**TO DO:** Search the data for the word "Duration" and copy out every line that has it.

[ENTRIES SUPPLIED Boundary: Start]

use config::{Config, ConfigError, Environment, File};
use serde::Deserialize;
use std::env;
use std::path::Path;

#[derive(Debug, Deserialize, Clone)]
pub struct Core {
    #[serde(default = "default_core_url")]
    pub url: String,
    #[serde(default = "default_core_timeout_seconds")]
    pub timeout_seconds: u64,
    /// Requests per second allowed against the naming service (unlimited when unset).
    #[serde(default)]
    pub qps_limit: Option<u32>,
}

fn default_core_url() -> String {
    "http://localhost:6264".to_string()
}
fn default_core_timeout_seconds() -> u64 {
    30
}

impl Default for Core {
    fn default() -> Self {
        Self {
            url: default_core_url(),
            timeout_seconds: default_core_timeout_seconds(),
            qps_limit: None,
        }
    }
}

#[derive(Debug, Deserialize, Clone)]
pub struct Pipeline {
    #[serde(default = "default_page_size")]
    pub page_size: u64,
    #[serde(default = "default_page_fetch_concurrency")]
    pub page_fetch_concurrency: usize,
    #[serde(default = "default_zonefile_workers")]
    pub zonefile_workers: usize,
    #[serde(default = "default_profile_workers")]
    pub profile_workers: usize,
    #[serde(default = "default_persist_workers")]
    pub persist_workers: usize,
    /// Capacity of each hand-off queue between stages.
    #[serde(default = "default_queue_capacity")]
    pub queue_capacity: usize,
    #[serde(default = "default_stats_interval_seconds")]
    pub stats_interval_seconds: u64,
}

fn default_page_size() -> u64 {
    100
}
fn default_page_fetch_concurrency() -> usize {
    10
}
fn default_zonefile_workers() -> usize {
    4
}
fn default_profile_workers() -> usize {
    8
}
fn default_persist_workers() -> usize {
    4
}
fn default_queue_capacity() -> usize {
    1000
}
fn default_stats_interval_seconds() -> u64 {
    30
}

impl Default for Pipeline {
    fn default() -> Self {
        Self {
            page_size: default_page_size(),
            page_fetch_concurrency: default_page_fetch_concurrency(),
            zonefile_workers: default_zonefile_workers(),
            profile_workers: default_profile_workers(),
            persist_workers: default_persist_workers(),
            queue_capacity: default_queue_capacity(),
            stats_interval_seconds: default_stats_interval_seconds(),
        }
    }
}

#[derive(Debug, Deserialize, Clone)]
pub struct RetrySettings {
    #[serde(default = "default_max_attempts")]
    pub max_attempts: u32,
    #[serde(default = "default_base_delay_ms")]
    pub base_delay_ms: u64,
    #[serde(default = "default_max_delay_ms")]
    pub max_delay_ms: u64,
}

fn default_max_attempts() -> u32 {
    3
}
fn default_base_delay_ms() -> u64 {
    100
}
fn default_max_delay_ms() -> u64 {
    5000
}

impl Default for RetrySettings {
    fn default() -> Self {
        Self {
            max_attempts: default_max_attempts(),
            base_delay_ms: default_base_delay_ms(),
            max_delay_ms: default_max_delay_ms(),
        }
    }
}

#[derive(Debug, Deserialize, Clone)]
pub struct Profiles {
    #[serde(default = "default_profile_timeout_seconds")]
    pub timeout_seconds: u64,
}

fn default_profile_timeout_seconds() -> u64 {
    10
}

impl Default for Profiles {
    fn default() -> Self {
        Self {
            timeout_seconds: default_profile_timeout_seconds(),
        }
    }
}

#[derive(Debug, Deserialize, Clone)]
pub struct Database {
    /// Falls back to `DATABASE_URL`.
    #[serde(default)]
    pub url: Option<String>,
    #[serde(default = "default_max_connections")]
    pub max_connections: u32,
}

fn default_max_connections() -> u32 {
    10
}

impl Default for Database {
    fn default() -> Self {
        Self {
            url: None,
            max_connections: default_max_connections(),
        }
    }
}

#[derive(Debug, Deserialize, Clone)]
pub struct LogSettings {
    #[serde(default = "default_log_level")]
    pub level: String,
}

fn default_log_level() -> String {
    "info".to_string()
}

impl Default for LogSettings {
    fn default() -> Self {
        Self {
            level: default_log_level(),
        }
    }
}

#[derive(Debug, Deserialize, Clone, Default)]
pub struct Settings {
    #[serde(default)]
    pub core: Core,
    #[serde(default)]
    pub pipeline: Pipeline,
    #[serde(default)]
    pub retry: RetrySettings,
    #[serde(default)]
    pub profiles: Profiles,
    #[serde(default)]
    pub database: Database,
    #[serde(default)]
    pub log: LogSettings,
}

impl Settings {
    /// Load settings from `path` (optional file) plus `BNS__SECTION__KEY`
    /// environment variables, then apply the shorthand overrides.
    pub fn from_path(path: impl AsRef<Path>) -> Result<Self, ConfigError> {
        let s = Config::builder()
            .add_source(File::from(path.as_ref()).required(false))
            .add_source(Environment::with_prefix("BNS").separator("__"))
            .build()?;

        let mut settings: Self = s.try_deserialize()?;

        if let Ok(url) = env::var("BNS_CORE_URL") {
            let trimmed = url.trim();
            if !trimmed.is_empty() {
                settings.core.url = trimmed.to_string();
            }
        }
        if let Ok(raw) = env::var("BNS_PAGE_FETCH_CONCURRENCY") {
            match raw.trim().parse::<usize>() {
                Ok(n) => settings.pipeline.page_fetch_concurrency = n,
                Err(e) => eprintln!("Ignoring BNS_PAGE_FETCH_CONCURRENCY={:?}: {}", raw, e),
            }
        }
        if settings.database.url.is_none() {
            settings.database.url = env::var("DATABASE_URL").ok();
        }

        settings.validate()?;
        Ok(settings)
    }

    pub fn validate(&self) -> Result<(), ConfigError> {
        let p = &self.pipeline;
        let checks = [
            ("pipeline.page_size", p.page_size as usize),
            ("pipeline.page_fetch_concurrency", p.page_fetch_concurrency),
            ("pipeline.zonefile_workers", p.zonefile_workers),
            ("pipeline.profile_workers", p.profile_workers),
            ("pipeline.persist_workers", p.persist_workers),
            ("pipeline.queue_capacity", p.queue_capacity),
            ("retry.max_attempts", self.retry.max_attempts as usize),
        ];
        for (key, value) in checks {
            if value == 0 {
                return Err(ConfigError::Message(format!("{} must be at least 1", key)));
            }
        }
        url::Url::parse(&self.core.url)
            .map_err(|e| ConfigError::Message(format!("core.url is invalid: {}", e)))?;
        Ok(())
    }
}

[ENTRIES SUPPLIED Boundary: End]
[ENTRIES SUPPLIED Boundary: Start]

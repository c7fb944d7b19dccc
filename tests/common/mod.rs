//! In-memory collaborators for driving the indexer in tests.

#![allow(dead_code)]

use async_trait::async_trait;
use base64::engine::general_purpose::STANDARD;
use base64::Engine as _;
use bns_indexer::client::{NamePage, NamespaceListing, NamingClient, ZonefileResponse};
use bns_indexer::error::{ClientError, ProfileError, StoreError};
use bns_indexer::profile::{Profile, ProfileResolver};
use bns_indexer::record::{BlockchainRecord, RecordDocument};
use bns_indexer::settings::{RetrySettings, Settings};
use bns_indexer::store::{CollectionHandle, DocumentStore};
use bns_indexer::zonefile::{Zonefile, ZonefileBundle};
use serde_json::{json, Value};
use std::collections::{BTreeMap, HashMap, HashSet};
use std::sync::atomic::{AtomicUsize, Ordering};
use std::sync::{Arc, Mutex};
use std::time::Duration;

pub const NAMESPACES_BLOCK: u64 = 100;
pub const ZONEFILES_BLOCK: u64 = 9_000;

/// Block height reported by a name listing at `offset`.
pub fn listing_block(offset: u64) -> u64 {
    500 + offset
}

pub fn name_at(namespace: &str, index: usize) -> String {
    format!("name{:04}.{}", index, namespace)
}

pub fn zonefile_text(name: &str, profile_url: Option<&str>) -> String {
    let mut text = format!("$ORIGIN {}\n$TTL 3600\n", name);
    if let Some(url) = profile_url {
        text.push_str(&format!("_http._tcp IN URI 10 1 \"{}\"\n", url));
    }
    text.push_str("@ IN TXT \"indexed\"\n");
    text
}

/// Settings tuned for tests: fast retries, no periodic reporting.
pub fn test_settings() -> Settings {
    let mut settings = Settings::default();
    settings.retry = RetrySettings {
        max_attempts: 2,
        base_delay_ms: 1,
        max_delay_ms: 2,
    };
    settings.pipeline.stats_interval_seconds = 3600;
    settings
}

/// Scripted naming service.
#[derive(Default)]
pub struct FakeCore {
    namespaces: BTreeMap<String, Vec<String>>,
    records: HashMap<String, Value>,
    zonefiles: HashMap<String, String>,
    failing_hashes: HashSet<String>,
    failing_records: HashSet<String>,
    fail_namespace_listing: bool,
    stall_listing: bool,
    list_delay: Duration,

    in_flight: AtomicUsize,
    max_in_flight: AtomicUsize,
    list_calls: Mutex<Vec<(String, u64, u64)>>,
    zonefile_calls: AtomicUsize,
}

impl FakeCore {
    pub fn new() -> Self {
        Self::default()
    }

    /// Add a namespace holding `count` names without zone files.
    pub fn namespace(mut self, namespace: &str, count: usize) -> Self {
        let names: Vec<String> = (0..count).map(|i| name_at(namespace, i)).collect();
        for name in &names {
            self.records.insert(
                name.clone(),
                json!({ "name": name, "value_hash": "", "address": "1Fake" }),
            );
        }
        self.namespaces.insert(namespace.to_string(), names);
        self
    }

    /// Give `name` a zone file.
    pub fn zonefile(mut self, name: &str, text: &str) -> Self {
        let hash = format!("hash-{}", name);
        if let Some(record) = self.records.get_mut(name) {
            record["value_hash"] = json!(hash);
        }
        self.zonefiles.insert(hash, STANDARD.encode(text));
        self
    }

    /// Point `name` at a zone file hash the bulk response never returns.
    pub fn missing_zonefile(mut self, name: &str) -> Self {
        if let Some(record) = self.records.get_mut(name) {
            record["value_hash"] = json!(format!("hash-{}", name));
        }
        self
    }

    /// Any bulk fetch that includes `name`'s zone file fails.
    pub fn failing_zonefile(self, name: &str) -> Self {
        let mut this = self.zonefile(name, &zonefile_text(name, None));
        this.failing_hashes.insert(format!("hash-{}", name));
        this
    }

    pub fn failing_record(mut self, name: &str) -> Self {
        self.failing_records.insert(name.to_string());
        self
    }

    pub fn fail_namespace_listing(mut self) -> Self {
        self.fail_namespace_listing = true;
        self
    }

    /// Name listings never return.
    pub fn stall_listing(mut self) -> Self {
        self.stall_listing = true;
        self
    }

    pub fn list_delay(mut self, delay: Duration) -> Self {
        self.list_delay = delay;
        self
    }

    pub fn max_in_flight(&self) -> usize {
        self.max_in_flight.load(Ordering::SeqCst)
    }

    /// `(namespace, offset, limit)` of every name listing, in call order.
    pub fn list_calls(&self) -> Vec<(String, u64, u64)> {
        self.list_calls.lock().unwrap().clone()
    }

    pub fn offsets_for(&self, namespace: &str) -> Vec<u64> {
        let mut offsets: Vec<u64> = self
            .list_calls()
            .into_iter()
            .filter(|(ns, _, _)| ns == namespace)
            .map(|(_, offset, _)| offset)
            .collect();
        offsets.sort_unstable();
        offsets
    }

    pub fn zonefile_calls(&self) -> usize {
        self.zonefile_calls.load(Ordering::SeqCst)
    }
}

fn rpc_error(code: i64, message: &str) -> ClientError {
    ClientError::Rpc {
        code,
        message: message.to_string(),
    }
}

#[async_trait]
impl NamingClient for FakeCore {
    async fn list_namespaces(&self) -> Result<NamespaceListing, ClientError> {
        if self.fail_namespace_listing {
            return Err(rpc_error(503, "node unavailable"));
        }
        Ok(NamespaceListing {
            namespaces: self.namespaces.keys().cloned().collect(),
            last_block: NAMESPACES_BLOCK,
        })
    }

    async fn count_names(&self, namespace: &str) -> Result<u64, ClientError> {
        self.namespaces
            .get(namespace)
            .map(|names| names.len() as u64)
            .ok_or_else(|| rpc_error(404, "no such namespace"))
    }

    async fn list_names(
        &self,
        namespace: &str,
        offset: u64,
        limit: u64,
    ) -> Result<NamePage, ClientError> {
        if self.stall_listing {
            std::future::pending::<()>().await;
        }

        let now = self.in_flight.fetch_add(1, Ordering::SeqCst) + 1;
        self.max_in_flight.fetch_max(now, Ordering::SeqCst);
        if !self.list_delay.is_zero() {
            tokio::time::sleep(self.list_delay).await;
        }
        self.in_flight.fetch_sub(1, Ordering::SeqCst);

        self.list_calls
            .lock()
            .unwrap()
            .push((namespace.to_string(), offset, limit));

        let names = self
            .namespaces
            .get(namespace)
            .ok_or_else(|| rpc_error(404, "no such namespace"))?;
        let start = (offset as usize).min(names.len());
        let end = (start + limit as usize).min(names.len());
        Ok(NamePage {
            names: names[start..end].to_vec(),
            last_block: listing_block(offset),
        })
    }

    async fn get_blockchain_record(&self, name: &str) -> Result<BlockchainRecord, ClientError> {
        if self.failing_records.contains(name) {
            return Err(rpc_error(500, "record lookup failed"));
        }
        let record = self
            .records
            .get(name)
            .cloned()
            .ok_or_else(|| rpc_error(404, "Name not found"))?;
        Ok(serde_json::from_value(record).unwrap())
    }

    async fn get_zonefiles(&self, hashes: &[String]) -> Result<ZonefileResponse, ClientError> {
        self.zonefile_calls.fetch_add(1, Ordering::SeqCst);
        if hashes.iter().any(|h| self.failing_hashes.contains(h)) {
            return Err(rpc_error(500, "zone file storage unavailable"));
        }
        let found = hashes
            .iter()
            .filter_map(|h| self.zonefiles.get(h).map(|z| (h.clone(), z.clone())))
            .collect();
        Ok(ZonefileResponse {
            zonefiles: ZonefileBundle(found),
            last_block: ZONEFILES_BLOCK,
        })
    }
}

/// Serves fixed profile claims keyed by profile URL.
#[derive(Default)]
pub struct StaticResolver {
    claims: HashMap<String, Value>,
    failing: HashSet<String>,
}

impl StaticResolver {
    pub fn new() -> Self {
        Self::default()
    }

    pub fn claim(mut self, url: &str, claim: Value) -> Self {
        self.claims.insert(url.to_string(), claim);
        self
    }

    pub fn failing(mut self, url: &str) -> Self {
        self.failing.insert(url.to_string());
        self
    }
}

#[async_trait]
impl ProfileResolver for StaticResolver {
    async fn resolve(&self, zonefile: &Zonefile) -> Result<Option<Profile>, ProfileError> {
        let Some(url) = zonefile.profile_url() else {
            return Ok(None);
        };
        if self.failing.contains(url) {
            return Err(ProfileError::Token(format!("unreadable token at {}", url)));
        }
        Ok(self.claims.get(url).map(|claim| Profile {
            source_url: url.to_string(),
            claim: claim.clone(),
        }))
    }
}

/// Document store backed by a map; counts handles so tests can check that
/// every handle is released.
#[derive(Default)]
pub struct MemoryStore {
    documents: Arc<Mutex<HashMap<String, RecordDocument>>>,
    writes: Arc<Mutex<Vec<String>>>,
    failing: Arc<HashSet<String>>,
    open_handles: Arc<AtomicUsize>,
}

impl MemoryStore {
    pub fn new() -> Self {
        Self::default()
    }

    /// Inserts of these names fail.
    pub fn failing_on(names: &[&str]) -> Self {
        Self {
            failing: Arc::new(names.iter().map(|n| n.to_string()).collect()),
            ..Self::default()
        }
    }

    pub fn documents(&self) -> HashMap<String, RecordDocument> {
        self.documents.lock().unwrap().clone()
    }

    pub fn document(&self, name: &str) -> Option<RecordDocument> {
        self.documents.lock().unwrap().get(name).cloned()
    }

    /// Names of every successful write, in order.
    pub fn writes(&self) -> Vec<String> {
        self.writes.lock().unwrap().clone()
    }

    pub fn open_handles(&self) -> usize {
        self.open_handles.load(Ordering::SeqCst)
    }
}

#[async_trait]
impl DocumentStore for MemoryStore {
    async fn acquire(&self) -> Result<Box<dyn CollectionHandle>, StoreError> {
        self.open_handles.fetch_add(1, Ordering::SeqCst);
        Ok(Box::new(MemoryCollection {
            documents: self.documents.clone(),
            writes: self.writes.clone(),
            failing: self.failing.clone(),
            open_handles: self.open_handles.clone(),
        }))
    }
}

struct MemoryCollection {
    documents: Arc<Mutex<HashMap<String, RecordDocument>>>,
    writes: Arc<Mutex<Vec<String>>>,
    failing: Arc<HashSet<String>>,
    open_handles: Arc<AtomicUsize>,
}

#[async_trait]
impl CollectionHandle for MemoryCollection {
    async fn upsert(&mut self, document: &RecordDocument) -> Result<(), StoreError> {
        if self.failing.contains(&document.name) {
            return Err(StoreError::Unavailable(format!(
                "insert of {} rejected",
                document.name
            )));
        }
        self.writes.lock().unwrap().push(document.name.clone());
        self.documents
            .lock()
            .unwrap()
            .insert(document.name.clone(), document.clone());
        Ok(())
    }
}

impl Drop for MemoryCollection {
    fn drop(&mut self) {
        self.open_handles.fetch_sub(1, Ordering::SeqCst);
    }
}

[ENTRIES SUPPLIED Boundary: End]

**WRITTEN SOLUTION:**
use std::time::Duration;
    list_delay: Duration,
    pub fn list_delay(mut self, delay: Duration) -> Self {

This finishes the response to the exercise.